PrintE-mail Written by Paul Mount Wednesday, 14 September 2011

TV Zone - By veteran Paul Mount


This month in TV Zone I’m going to break my own cardinal rule; you know, it’s the one I was banging on about in my very first column in the first issue of the newly revived ‘Starburst’. I’m going to spend some time contemplating one episode of one particular series, even though my own personal (and preferred) remit is to provide a broader overview of an entire series or some first impressions of the first batch of instalments in a longer ongoing narrative. This month though, I’m going to ponder ‘Let’s Kill Hitler’, the first episode of the second half of this year’s series of ‘Doctor Who’, despite the fact the episode’s done and dusted by the time you read this column, its pros and cons debated and dissected in spectacular detail in forums and blogs all over the world, and there’ll have been another couple of episodes aired since its broadcast. But I’m intending to focus not so much on what was on screen but on what the episode might actually mean for ‘Doctor Who’ long-term because I’m of the opinion that ‘Let’s Kill Hitler’ could turn out to be one of the most important episodes of the series since its resurrection in 2005 - for all sorts of reasons.
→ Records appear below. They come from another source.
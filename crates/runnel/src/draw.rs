//! Drawing primitives and rendering entry points.
//!
//! The [`renderer::Renderer`] maps semantic element types to SVG output;
//! this module provides the shared primitives it composes: basic shapes
//! with the common attribute bundle ([`Styles`]), the glyph path templates
//! ([`path_map::PathMap`]), and the connection marker set
//! ([`markers::MarkerSet`]).

pub mod markers;
pub mod path_map;
pub mod renderer;

use runnel_model::QName;
use svg::node::element::{Circle, Path, Polygon, Polyline, Rectangle};

use crate::geometry::{Point, Size};

/// Read-only view of a shape to paint: identity plus resolved extent.
///
/// Produced per paint call by the document layer; the renderer never
/// mutates or retains it.
#[derive(Debug, Clone)]
pub struct ShapeDatum {
    pub id: String,
    pub element_type: QName,
    pub width: f64,
    pub height: f64,
}

impl ShapeDatum {
    pub fn size(&self) -> Size {
        Size::new(self.width, self.height)
    }
}

/// Read-only view of a connection to paint: identity plus waypoints.
#[derive(Debug, Clone)]
pub struct ConnectionDatum {
    pub id: String,
    pub element_type: QName,
    pub waypoints: Vec<Point>,
}

/// The common attribute bundle applied to every primitive.
#[derive(Debug, Clone)]
pub struct Styles {
    stroke: String,
    fill: String,
}

impl Styles {
    pub fn new(stroke: impl Into<String>, fill: impl Into<String>) -> Self {
        Self {
            stroke: stroke.into(),
            fill: fill.into(),
        }
    }

    /// Default stroke color for outlines.
    pub fn stroke(&self) -> &str {
        &self.stroke
    }

    /// Default fill color for shape interiors.
    pub fn fill(&self) -> &str {
        &self.fill
    }
}

impl Default for Styles {
    fn default() -> Self {
        Self::new("black", "white")
    }
}

/// Draws a circle centered in a `size` box, shrunk inward by `offset`.
pub fn circle(size: Size, offset: f64, styles: &Styles) -> Circle {
    let radius = ((size.width() + size.height()) / 4.0 - offset).round();
    Circle::new()
        .set("cx", size.width() / 2.0)
        .set("cy", size.height() / 2.0)
        .set("r", radius)
        .set("stroke", styles.stroke())
        .set("stroke-width", 1)
        .set("fill", styles.fill())
}

/// Draws a rounded rectangle filling a `size` box, inset by `offset`.
pub fn rounded_rect(size: Size, radius: f64, offset: f64, styles: &Styles) -> Rectangle {
    Rectangle::new()
        .set("x", offset)
        .set("y", offset)
        .set("width", size.width() - offset * 2.0)
        .set("height", size.height() - offset * 2.0)
        .set("rx", radius)
        .set("ry", radius)
        .set("stroke", styles.stroke())
        .set("stroke-width", 2)
        .set("fill", styles.fill())
}

/// Draws a diamond spanning a `size` box.
pub fn diamond(size: Size, styles: &Styles) -> Polygon {
    let half_width = size.width() / 2.0;
    let half_height = size.height() / 2.0;
    let points = format!(
        "{half_width},0 {},{half_height} {half_width},{} 0,{half_height}",
        size.width(),
        size.height()
    );
    Polygon::new()
        .set("points", points)
        .set("stroke", styles.stroke())
        .set("stroke-width", 2)
        .set("fill", styles.fill())
}

/// Draws an unfilled polyline through the given waypoints.
pub fn polyline(waypoints: &[Point], styles: &Styles) -> Polyline {
    let points = waypoints
        .iter()
        .map(|point| format!("{},{}", point.x(), point.y()))
        .collect::<Vec<_>>()
        .join(" ");
    Polyline::new()
        .set("points", points)
        .set("stroke", styles.stroke())
        .set("stroke-width", 2)
        .set("fill", "none")
}

/// Draws a raw path, optionally filled with the stroke color.
pub fn path(d: impl Into<String>, fill: bool, styles: &Styles) -> Path {
    let fill_color = if fill { styles.stroke() } else { "none" };
    Path::new()
        .set("d", d.into())
        .set("stroke", styles.stroke())
        .set("stroke-width", 2)
        .set("fill", fill_color.to_string())
}

#[cfg(test)]
mod tests {
    use super::*;

    #[test]
    fn test_circle_radius_from_box() {
        let node = circle(Size::new(36.0, 36.0), 0.0, &Styles::default());
        let rendered = node.to_string();
        assert!(rendered.contains(r#"r="18""#));
        assert!(rendered.contains(r#"cx="18""#));
    }

    #[test]
    fn test_rect_inset_by_offset() {
        let node = rounded_rect(Size::new(100.0, 80.0), 8.0, 3.0, &Styles::default());
        let rendered = node.to_string();
        assert!(rendered.contains(r#"width="94""#));
        assert!(rendered.contains(r#"height="74""#));
        assert!(rendered.contains(r#"rx="8""#));
    }

    #[test]
    fn test_polyline_flattens_waypoints() {
        let node = polyline(
            &[Point::new(0.0, 0.0), Point::new(10.0, 20.0)],
            &Styles::default(),
        );
        assert!(node.to_string().contains(r#"points="0,0 10,20""#));
    }
}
For the record then, let me note that ‘Let’s Kill Hitler’ was a big, brash, manic piece of TV, breath-taking in its audacity and masterly in the way it wrong-footed its audience by throwing them constantly off their guard so that they could never be quite sure what they were watching and where it was going. Funny, spectacular, clever, moving…the episode was all of these things and more. But was it good ‘Doctor Who‘? Ah, now that’s the really interesting bit…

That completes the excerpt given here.